■ GIVEN RECORDS:

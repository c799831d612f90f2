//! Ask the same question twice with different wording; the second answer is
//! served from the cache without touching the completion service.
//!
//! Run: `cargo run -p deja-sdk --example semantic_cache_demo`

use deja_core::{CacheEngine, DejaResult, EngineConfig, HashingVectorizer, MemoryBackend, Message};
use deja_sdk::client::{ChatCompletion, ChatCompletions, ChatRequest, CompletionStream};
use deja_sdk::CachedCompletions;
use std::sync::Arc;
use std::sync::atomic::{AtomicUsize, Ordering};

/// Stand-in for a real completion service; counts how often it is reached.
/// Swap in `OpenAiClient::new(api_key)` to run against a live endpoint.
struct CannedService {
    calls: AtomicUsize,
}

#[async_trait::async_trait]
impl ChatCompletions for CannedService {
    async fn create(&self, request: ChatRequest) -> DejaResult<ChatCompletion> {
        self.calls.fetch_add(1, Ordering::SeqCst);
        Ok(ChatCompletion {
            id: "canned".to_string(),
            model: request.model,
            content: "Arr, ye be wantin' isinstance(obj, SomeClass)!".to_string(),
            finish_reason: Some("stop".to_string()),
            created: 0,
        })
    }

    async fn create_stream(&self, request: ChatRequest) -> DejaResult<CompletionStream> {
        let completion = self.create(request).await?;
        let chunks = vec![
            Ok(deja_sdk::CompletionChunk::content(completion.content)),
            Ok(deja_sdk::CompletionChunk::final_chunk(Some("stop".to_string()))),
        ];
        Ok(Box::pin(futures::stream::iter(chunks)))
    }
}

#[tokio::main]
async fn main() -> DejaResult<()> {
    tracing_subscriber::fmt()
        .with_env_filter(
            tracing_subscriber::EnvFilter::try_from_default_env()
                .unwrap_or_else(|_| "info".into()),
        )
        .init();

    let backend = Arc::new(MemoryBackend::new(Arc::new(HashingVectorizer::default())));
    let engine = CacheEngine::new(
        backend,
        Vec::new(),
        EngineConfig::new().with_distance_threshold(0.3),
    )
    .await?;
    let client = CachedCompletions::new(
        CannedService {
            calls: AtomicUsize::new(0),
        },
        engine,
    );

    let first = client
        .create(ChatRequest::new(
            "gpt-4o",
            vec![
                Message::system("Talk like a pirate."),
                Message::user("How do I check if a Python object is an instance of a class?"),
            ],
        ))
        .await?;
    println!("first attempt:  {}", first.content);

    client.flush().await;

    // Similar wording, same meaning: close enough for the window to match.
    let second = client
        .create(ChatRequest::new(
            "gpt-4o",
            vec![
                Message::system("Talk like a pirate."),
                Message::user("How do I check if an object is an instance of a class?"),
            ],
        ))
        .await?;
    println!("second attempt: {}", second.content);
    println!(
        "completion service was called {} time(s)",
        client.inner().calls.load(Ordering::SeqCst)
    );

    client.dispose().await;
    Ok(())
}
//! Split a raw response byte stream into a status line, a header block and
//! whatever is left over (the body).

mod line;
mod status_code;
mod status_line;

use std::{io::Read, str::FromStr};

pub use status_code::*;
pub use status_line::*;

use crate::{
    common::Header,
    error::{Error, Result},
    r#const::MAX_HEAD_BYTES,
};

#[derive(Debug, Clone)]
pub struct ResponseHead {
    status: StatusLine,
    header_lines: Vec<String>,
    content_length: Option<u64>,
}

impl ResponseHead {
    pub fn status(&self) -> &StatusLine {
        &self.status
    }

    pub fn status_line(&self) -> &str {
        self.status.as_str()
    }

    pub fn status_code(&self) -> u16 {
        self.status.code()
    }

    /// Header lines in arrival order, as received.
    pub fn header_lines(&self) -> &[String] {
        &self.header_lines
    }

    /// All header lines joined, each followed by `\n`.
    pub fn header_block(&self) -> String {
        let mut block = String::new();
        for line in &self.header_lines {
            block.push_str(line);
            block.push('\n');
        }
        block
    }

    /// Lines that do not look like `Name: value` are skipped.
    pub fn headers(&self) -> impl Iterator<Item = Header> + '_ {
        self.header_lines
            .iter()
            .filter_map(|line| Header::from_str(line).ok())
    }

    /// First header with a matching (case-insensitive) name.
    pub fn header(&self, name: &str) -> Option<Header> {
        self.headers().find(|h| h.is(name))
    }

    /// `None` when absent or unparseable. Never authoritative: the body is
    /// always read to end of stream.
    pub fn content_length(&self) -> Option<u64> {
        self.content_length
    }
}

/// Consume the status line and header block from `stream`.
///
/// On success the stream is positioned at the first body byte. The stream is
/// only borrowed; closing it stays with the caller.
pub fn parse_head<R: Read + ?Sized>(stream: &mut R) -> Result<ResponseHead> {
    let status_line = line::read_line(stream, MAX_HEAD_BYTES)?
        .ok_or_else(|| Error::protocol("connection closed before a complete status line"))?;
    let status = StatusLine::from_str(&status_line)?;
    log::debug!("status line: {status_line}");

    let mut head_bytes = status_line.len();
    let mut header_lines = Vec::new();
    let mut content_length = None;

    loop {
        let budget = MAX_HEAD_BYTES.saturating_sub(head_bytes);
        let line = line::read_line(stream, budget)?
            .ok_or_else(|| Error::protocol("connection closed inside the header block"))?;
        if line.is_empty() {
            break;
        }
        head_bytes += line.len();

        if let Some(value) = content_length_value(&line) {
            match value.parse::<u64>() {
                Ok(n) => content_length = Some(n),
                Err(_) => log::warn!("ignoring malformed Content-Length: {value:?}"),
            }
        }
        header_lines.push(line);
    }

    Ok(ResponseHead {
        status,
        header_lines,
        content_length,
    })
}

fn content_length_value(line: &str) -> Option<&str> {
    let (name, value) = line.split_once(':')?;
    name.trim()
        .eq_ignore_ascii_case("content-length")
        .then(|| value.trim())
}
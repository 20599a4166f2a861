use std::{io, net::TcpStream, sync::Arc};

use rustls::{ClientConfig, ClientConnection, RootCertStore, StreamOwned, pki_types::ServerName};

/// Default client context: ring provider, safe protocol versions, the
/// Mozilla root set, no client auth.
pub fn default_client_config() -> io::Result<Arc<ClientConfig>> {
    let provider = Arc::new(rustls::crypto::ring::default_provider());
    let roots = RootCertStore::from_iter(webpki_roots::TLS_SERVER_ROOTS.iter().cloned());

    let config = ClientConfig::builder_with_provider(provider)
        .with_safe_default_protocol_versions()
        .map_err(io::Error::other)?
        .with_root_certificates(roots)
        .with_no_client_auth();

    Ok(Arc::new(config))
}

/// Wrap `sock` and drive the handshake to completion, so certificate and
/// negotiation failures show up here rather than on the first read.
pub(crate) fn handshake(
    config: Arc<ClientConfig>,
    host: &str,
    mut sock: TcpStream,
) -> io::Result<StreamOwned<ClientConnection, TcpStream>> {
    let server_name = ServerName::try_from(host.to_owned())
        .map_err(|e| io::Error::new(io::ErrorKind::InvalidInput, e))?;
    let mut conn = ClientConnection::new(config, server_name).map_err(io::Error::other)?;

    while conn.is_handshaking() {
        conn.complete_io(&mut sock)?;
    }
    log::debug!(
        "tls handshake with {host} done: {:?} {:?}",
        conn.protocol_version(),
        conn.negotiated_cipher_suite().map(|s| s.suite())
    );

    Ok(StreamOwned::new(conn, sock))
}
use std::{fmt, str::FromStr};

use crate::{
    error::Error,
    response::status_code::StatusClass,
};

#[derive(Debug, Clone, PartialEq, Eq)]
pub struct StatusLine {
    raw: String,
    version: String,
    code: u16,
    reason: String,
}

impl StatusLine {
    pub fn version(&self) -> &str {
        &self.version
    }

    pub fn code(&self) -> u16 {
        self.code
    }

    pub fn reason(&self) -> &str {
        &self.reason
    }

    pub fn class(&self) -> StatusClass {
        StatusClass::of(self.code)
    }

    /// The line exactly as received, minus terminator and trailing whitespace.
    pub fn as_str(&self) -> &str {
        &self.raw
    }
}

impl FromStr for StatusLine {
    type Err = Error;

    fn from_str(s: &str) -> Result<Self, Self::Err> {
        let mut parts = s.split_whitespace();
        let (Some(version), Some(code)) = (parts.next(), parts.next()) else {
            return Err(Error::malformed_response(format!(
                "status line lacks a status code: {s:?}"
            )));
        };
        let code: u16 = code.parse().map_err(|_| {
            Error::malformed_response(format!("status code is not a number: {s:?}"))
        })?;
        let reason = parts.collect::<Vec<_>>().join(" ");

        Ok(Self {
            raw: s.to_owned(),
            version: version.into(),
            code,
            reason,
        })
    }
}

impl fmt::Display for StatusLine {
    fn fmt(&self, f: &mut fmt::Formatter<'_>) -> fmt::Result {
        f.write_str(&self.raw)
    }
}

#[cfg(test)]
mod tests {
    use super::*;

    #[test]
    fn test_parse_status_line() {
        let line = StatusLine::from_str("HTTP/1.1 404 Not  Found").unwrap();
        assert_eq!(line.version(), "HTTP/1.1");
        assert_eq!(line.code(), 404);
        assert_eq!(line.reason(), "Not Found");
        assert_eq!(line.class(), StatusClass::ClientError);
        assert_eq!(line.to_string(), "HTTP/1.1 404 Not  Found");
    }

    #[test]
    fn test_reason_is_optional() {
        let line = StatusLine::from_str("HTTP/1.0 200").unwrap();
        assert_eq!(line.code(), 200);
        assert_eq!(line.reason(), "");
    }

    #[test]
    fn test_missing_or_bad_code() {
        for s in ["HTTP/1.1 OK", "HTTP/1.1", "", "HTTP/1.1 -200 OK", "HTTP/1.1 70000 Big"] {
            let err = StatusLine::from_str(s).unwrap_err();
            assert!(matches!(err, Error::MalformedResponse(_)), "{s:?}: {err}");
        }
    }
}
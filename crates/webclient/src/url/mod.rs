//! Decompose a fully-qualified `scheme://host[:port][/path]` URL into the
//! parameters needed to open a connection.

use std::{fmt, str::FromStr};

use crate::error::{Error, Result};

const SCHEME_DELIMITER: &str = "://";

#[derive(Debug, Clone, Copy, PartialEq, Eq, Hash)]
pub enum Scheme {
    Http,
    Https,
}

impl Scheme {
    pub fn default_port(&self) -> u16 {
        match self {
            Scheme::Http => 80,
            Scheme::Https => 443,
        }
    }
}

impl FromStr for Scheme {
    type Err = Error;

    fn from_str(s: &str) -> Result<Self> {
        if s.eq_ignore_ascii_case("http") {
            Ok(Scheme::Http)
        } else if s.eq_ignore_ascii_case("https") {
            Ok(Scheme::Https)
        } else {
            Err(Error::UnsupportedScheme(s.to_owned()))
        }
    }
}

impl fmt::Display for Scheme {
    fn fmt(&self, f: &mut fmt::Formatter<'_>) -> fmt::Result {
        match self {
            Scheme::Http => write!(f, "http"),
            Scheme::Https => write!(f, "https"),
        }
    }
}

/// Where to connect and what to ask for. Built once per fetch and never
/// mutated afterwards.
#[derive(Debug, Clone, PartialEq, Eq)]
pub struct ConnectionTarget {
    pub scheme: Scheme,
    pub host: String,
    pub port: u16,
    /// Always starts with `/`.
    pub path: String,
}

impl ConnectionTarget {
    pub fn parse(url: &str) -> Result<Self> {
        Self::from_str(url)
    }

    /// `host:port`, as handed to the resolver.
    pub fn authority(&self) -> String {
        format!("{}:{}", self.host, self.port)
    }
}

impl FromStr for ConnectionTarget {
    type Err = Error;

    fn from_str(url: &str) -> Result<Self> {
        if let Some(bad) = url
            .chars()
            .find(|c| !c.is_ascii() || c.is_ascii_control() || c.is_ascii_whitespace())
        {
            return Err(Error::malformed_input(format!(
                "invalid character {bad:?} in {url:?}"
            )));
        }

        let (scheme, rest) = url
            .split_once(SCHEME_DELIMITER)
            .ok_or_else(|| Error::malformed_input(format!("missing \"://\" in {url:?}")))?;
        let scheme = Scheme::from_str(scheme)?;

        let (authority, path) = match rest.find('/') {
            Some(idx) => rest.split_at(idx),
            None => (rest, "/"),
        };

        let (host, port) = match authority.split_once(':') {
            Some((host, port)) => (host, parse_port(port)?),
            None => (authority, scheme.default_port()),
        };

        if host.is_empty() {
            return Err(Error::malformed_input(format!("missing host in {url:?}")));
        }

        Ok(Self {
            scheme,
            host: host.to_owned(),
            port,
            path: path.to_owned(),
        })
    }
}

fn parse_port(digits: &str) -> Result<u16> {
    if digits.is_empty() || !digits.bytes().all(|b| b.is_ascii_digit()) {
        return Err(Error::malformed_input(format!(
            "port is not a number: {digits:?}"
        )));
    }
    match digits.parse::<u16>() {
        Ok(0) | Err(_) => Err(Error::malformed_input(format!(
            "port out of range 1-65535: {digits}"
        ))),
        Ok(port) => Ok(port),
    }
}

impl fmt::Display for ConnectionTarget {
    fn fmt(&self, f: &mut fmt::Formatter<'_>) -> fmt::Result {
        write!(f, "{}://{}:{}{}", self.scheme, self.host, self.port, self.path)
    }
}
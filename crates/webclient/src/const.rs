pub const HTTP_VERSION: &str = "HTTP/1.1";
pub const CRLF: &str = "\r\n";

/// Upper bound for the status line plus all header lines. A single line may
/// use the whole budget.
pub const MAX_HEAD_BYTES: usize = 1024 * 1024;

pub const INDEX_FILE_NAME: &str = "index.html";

■ TASK TO COMPLETE: Report all lines of the data above that include the string "MemoryBackend".

■ RESULT FOR THIS EXERCISE:
use deja_core::{CacheEngine, DejaResult, EngineConfig, HashingVectorizer, MemoryBackend, Message};
    let backend = Arc::new(MemoryBackend::new(Arc::new(HashingVectorizer::default())));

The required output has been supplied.